Data provided ▸
________________________

//! Runs the three probe stages in order and gathers their results into a `Report`.

use std::fmt;

use tracing::info;

use crate::config::{Config, ConfigError};
use crate::listeners::{check_local_ports, ListenerSource};
use crate::tcp::probe_tcp;
use crate::types::{ProbeKind, ProbeResult, Report};
use crate::udp::UdpProber;

#[derive(Debug, Clone, Copy, PartialEq, Eq)]
pub enum Stage {
    LocalListeners,
    RemoteTcp,
    RemoteUdp,
}

impl fmt::Display for Stage {
    fn fmt(&self, f: &mut fmt::Formatter<'_>) -> fmt::Result {
        match self {
            Stage::LocalListeners => f.write_str("Local TCP listeners"),
            Stage::RemoteTcp => f.write_str("Remote TCP reachability"),
            Stage::RemoteUdp => f.write_str("Remote UDP reachability"),
        }
    }
}

/// Execute every configured probe exactly once, sequentially, in target order.
///
/// `observe` is called with each result as soon as its probe returns (local results once the
/// socket table has been read), so callers can print progress while remote probes block.
/// The returned report holds the same results in the same order.
pub async fn run(
    config: &Config,
    listeners: &mut dyn ListenerSource,
    udp: &UdpProber,
    generated_at: &str,
    mut observe: impl FnMut(Stage, &ProbeResult),
) -> Report {
    let targets = config.targets();
    let mut report = Report::new(config.remote_host.as_str(), generated_at);

    let local_ports: Vec<u16> = targets
        .iter()
        .filter(|t| t.kind == ProbeKind::Local)
        .map(|t| t.port)
        .collect();
    for result in check_local_ports(&local_ports, listeners) {
        observe(Stage::LocalListeners, &result);
        report.push(result);
    }

    for target in &targets {
        // A remote target without a host fails resolution and is still reported.
        let host = target.host.as_deref().unwrap_or_default();
        let (stage, result) = match target.kind {
            ProbeKind::Local => continue,
            ProbeKind::RemoteTcp => (
                Stage::RemoteTcp,
                probe_tcp(host, target.port, config.timeout).await,
            ),
            ProbeKind::RemoteUdp => (
                Stage::RemoteUdp,
                udp.probe(host, target.port, config.timeout).await,
            ),
        };
        observe(stage, &result);
        report.push(result);
    }

    debug_assert_eq!(report.len(), targets.len());
    info!(
        total = report.len(),
        failed = report.failed_count(),
        "probe pipeline finished"
    );
    report
}

/// Validate `config` and run the pipeline. A configuration error means no probe ran.
pub async fn run_validated(
    config: Config,
    listeners: &mut dyn ListenerSource,
    udp: &UdpProber,
    generated_at: &str,
    observe: impl FnMut(Stage, &ProbeResult),
) -> Result<Report, ConfigError> {
    let config = config.validate()?;
    Ok(run(&config, listeners, udp, generated_at, observe).await)
}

________________________

What this task involves ▸ Take the entries and print them exactly. Keep every line.

Output for this exercise ▸
//! Runs the three probe stages in order and gathers their results into a `Report`.

use std::fmt;

use tracing::info;

use crate::config::{Config, ConfigError};
use crate::listeners::{check_local_ports, ListenerSource};
use crate::tcp::probe_tcp;
use crate::types::{ProbeKind, ProbeResult, Report};
use crate::udp::UdpProber;

#[derive(Debug, Clone, Copy, PartialEq, Eq)]
pub enum Stage {
    LocalListeners,
    RemoteTcp,
    RemoteUdp,
}

impl fmt::Display for Stage {
    fn fmt(&self, f: &mut fmt::Formatter<'_>) -> fmt::Result {
        match self {
            Stage::LocalListeners => f.write_str("Local TCP listeners"),
            Stage::RemoteTcp => f.write_str("Remote TCP reachability"),
            Stage::RemoteUdp => f.write_str("Remote UDP reachability"),
        }
    }
}

/// Execute every configured probe exactly once, sequentially, in target order.
///
/// `observe` is called with each result as soon as its probe returns (local results once the
/// socket table has been read), so callers can print progress while remote probes block.
/// The returned report holds the same results in the same order.
pub async fn run(
    config: &Config,
    listeners: &mut dyn ListenerSource,
    udp: &UdpProber,
    generated_at: &str,
    mut observe: impl FnMut(Stage, &ProbeResult),
) -> Report {
    let targets = config.targets();
    let mut report = Report::new(config.remote_host.as_str(), generated_at);

    let local_ports: Vec<u16> = targets
        .iter()
        .filter(|t| t.kind == ProbeKind::Local)
        .map(|t| t.port)
        .collect();
    for result in check_local_ports(&local_ports, listeners) {
        observe(Stage::LocalListeners, &result);
        report.push(result);
    }

    for target in &targets {
        // A remote target without a host fails resolution and is still reported.
        let host = target.host.as_deref().unwrap_or_default();
        let (stage, result) = match target.kind {
            ProbeKind::Local => continue,
            ProbeKind::RemoteTcp => (
                Stage::RemoteTcp,
                probe_tcp(host, target.port, config.timeout).await,
            ),
            ProbeKind::RemoteUdp => (
                Stage::RemoteUdp,
                udp.probe(host, target.port, config.timeout).await,
            ),
        };
        observe(stage, &result);
        report.push(result);
    }

    debug_assert_eq!(report.len(), targets.len());
    info!(
        total = report.len(),
        failed = report.failed_count(),
        "probe pipeline finished"
    );
    report
}

/// Validate `config` and run the pipeline. A configuration error means no probe ran.
pub async fn run_validated(
    config: Config,
    listeners: &mut dyn ListenerSource,
    udp: &UdpProber,
    generated_at: &str,
    observe: impl FnMut(Stage, &ProbeResult),
) -> Result<Report, ConfigError> {
    let config = config.validate()?;
    Ok(run(&config, listeners, udp, generated_at, observe).await)
}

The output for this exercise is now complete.